The aim of this study was to evaluate the impact of early infectious diseases (ID) antimicrobial stewardship (AMS) intervention on inpatient sepsis antibiotic management | Infection Control & Hospital Epidemiology
All patients reviewed by an ID Fellow within 24 hours of sepsis pathway trigger underwent case review and clinic file documentation of recommendations. Those not reviewed by an ID Fellow were considered controls and received standard sepsis pathway care.
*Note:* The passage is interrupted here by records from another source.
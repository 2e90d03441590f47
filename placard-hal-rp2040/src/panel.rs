//! 13.3" 960x680 e-paper panel driver
//!
//! SSD-style controller, 1 bit per pixel, full refresh only. Several
//! panels share one SPI bus; each holds its own control pins and takes
//! the bus for the duration of a transfer. Panels are powered only
//! while refreshing.

use core::cell::RefCell;

use defmt::{info, warn};
use embassy_rp::gpio::{Input, Output};
use embassy_rp::spi::{Blocking, Instance, Spi};
use embassy_time::Timer;
use placard_core::traits::{PanelError, SignPanel};
use placard_core::IMAGE_BYTES;

/// Busy-pin poll interval
const BUSY_POLL_MS: u64 = 30;

/// Busy-pin polls before giving up on a refresh
const BUSY_POLL_LIMIT: u32 = 1000;

/// Panel controller commands
#[allow(dead_code)]
mod cmd {
    pub const SOFT_RESET: u8 = 0x12;
    pub const DRIVER_OUTPUT: u8 = 0x01;
    pub const DATA_ENTRY_MODE: u8 = 0x11;
    pub const RAM_X_RANGE: u8 = 0x44;
    pub const RAM_Y_RANGE: u8 = 0x45;
    pub const BORDER_WAVEFORM: u8 = 0x3C;
    pub const TEMP_SENSOR: u8 = 0x18;
    pub const RAM_X_COUNTER: u8 = 0x4E;
    pub const RAM_Y_COUNTER: u8 = 0x4F;
    pub const WRITE_RAM: u8 = 0x24;
    pub const UPDATE_CONTROL: u8 = 0x22;
    pub const ACTIVATE_UPDATE: u8 = 0x20;
    /// Undocumented init command the panel vendor requires
    pub const VENDOR_INIT: u8 = 0x0C;
}

/// One e-paper panel on the shared SPI bus
pub struct EpaperPanel<'d, T: Instance> {
    spi: &'d RefCell<Spi<'d, T, Blocking>>,
    id: u8,
    power: Output<'d>,
    cs: Output<'d>,
    dc: Output<'d>,
    reset: Output<'d>,
    busy: Input<'d>,
}

impl<'d, T: Instance> EpaperPanel<'d, T> {
    #[allow(clippy::too_many_arguments)]
    pub fn new(
        spi: &'d RefCell<Spi<'d, T, Blocking>>,
        id: u8,
        power: Output<'d>,
        cs: Output<'d>,
        dc: Output<'d>,
        reset: Output<'d>,
        busy: Input<'d>,
    ) -> Self {
        Self {
            spi,
            id,
            power,
            cs,
            dc,
            reset,
            busy,
        }
    }

    fn command(&mut self, command: u8) -> Result<(), PanelError> {
        self.cs.set_low();
        self.dc.set_low();
        let result = self.spi.borrow_mut().blocking_write(&[command]);
        self.cs.set_high();
        result.map_err(|_| PanelError::Bus)
    }

    fn data(&mut self, data: &[u8]) -> Result<(), PanelError> {
        self.cs.set_low();
        self.dc.set_high();
        let result = self.spi.borrow_mut().blocking_write(data);
        self.cs.set_high();
        result.map_err(|_| PanelError::Bus)
    }

    fn command_data(&mut self, command: u8, data: &[u8]) -> Result<(), PanelError> {
        self.command(command)?;
        self.data(data)
    }

    async fn wait_until_idle(&mut self) -> Result<(), PanelError> {
        for _ in 0..BUSY_POLL_LIMIT {
            if self.busy.is_low() {
                return Ok(());
            }
            Timer::after_millis(BUSY_POLL_MS).await;
        }
        warn!("[{}] busy pin never went idle", self.id);
        Err(PanelError::BusyTimeout)
    }

    async fn hardware_reset(&mut self) -> Result<(), PanelError> {
        self.reset.set_high();
        Timer::after_millis(20).await;
        self.reset.set_low();
        Timer::after_millis(2).await;
        self.reset.set_high();
        self.wait_until_idle().await
    }

    async fn software_reset(&mut self) -> Result<(), PanelError> {
        self.command(cmd::SOFT_RESET)?;
        self.wait_until_idle().await
    }

    async fn trigger_refresh(&mut self) -> Result<(), PanelError> {
        self.command_data(cmd::UPDATE_CONTROL, &[0xF7])?;
        self.command(cmd::ACTIVATE_UPDATE)?;
        self.wait_until_idle().await
    }
}

impl<T: Instance> SignPanel for EpaperPanel<'_, T> {
    fn screen_id(&self) -> u8 {
        self.id
    }

    async fn initialize(&mut self) -> Result<(), PanelError> {
        info!("[{}] initializing panel", self.id);
        self.power.set_high();

        self.hardware_reset().await?;
        self.software_reset().await?;

        self.command_data(cmd::VENDOR_INIT, &[0xAE, 0xC7, 0xC3, 0xC0, 0x80])?;
        self.command_data(cmd::DRIVER_OUTPUT, &[0xA7, 0x02, 0x00])?;
        self.command_data(cmd::DATA_ENTRY_MODE, &[0x03])?;
        // RAM window: X 0..0x3BF, Y 0..0x2A7 (960x680)
        self.command_data(cmd::RAM_X_RANGE, &[0x00, 0x00, 0xBF, 0x03])?;
        self.command_data(cmd::RAM_Y_RANGE, &[0x00, 0x00, 0xA7, 0x02])?;
        self.command_data(cmd::BORDER_WAVEFORM, &[0x05])?;
        // Internal temperature sensor
        self.command_data(cmd::TEMP_SENSOR, &[0x80])?;
        self.command_data(cmd::RAM_X_COUNTER, &[0x00, 0x00])?;
        self.command_data(cmd::RAM_Y_COUNTER, &[0x00, 0x00])?;
        Ok(())
    }

    async fn render(&mut self, image: &[u8]) -> Result<(), PanelError> {
        if image.len() != IMAGE_BYTES {
            return Err(PanelError::BadFrame);
        }
        info!("[{}] writing frame", self.id);
        self.command(cmd::WRITE_RAM)?;
        self.data(image)?;
        self.trigger_refresh().await
    }

    async fn power_down(&mut self) -> Result<(), PanelError> {
        info!("[{}] powering panel down", self.id);
        self.reset.set_low();
        self.dc.set_low();
        self.power.set_low();
        Ok(())
    }
}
The primary outcome was antibiotic appropriateness 48 hours after sepsis trigger.
In total, 164 patients triggered the sepsis pathway: 6 patients were excluded (previous sepsis trigger); 158 patients were eligible; 106 had ID intervention; and 52 were control cases. Of these 158 patients, 91 (58%) had sepsis, and 15 of these 158 (9.5%) had severe sepsis. Initial antibiotic appropriateness, assessable in 152 of 158 patients, was appropriate in 80 (53%) of these 152 patients and inappropriate in 72 (47%) of these patients. In the intervention arm, 93% of ID Fellow recommendations were followed or partially followed, including 53% of cases in which antibiotics were de-escalated. ID Fellow intervention improved antibiotic appropriateness at 48 hours by 24% (adjusted risk ratio, 1.24; 95% confidence interval, 1.04–1.47; P=.035). The appropriateness agreement among 3 blinded ID staff opinions was 95%. Differences in intervention and control group mortality (13% vs 17%) and median length of stay (13 vs 17.5 days) were not statistically significant.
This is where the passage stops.